Centro in prov. di Rieti, nel comune di Fara in Sabina, famoso per l’abbazia fondata nel 680 da Tomaso di Moriana, protetta dai Longobardi e quindi dai Franchi. Il periodo di splendore avuto sotto i Carolingi, fu offuscato dall’invasione saracena (898). La badia rifiorì all’inizio dell’11° sec., con la riforma cluniacense e l’opera dell’abate Ugo (997-1039). Appoggiò la politica imperiale durante la lotta delle investiture ma, con il concordato di Worms (1122) e il conseguente ritorno sotto la giurisdizione papale, perse importanza politica ed economica finché, all’inizio del 1400, Bonifacio IX nominò gli abati commendatari, scegliendoli tra le più nobili famiglie romane (Orsini, Barberini ecc.). Soppressa nel 1841 la commenda abbaziale, la comunità monastica scomparve quando lo Stato della Chiesa fu incorporato nel Regno d’Italia e l’abbazia divenne proprietà privata. Fu ricostituita nel 1919 dalla congregazione cassinese, che vi trasferì monaci dell’abbazia di S. Paolo fuori le mura di Roma.
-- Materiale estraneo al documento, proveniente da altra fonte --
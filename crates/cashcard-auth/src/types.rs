//! Core authentication types

use serde::{Deserialize, Serialize};
use std::collections::HashSet;
use std::sync::Arc;
use zeroize::Zeroizing;

/// Authenticated principal attached to request extensions by the auth layer
#[derive(Debug, Clone, PartialEq, Eq)]
pub struct AuthenticatedUser {
    /// Principal name; used as the owner of cash cards
    pub username: String,
    /// Granted roles
    pub roles: HashSet<Role>,
}

impl AuthenticatedUser {
    pub fn new(username: impl Into<String>, roles: impl IntoIterator<Item = Role>) -> Self {
        Self {
            username: username.into(),
            roles: roles.into_iter().collect(),
        }
    }

    pub fn has_role(&self, role: Role) -> bool {
        self.roles.contains(&role)
    }
}

/// User roles
#[derive(Debug, Clone, Copy, PartialEq, Eq, Hash, Serialize, Deserialize)]
#[serde(rename_all = "kebab-case")]
pub enum Role {
    /// May reach `/cards/**`
    #[serde(alias = "CARD-OWNER")]
    CardOwner,
    /// Authenticates, but owns no cards
    #[serde(alias = "NON-OWNER")]
    NonOwner,
}

impl std::fmt::Display for Role {
    fn fmt(&self, f: &mut std::fmt::Formatter<'_>) -> std::fmt::Result {
        match self {
            Self::CardOwner => write!(f, "card-owner"),
            Self::NonOwner => write!(f, "non-owner"),
        }
    }
}

/// Decoded HTTP Basic credential
pub struct BasicCredentials {
    pub username: String,
    pub password: Zeroizing<String>,
}

impl BasicCredentials {
    pub fn new(username: impl Into<String>, password: impl Into<String>) -> Self {
        Self {
            username: username.into(),
            password: Zeroizing::new(password.into()),
        }
    }
}

impl std::fmt::Debug for BasicCredentials {
    fn fmt(&self, f: &mut std::fmt::Formatter<'_>) -> std::fmt::Result {
        f.debug_struct("BasicCredentials")
            .field("username", &self.username)
            .field("password", &"***")
            .finish()
    }
}

/// Realm advertised in `WWW-Authenticate` challenges.
///
/// The auth layer stores it in request extensions so downstream guards can
/// issue the same challenge.
#[derive(Debug, Clone)]
pub struct AuthRealm(pub Arc<str>);

impl AuthRealm {
    pub fn challenge(&self) -> String {
        format!("Basic realm=\"{}\"", self.0)
    }
}

impl Default for AuthRealm {
    fn default() -> Self {
        Self(Arc::from("cashcard"))
    }
}

#[cfg(test)]
mod tests {
    use super::*;

    #[test]
    fn test_role_serde_accepts_both_spellings() {
        let roles: Vec<Role> = serde_json::from_str(r#"["card-owner", "NON-OWNER"]"#).unwrap();
        assert_eq!(roles, vec![Role::CardOwner, Role::NonOwner]);
    }

    #[test]
    fn test_has_role() {
        let user = AuthenticatedUser::new("sarah1", [Role::CardOwner]);
        assert!(user.has_role(Role::CardOwner));
        assert!(!user.has_role(Role::NonOwner));
    }

    #[test]
    fn test_credentials_debug_hides_password() {
        let creds = BasicCredentials::new("sarah1", "abc123");
        assert!(!format!("{:?}", creds).contains("abc123"));
    }

    #[test]
    fn test_realm_challenge() {
        assert_eq!(AuthRealm::default().challenge(), "Basic realm=\"cashcard\"");
    }
}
L’esistenza di una comunità cristiana già nel 6° sec. è attestata dal ritrovamento di una scodella con una croce centrale affiancata da due cantari; di epoca successiva i resti di un coemeterium presso l’abside semicircolare dell’antica abbazia. Questa, ricostruita dalla fine del 7° sec., era a navata unica con transetto sporgente e abside semicircolare rivolta a N-E; al 9° sec. è attribuibile la cripta semianulare, e le due torri di facciata, una delle quali è stata trasformata in campanile. L’abbazia subì ampi rimaneggiamenti (11° sec., 14°-16° sec.) che ne modificarono l’orientamento e l’aspetto.
Nel suo scriptorium si adoperò nei sec. 11°-12° la scrittura farfense (maiuscola o minuscola), uno dei pochi tipi noti di maiuscola carolina italiana, che si collega alla cosiddetta minuscola romana, caratterizzata dal modulo relativamente grande delle lettere, schiacciate e inclinate a destra.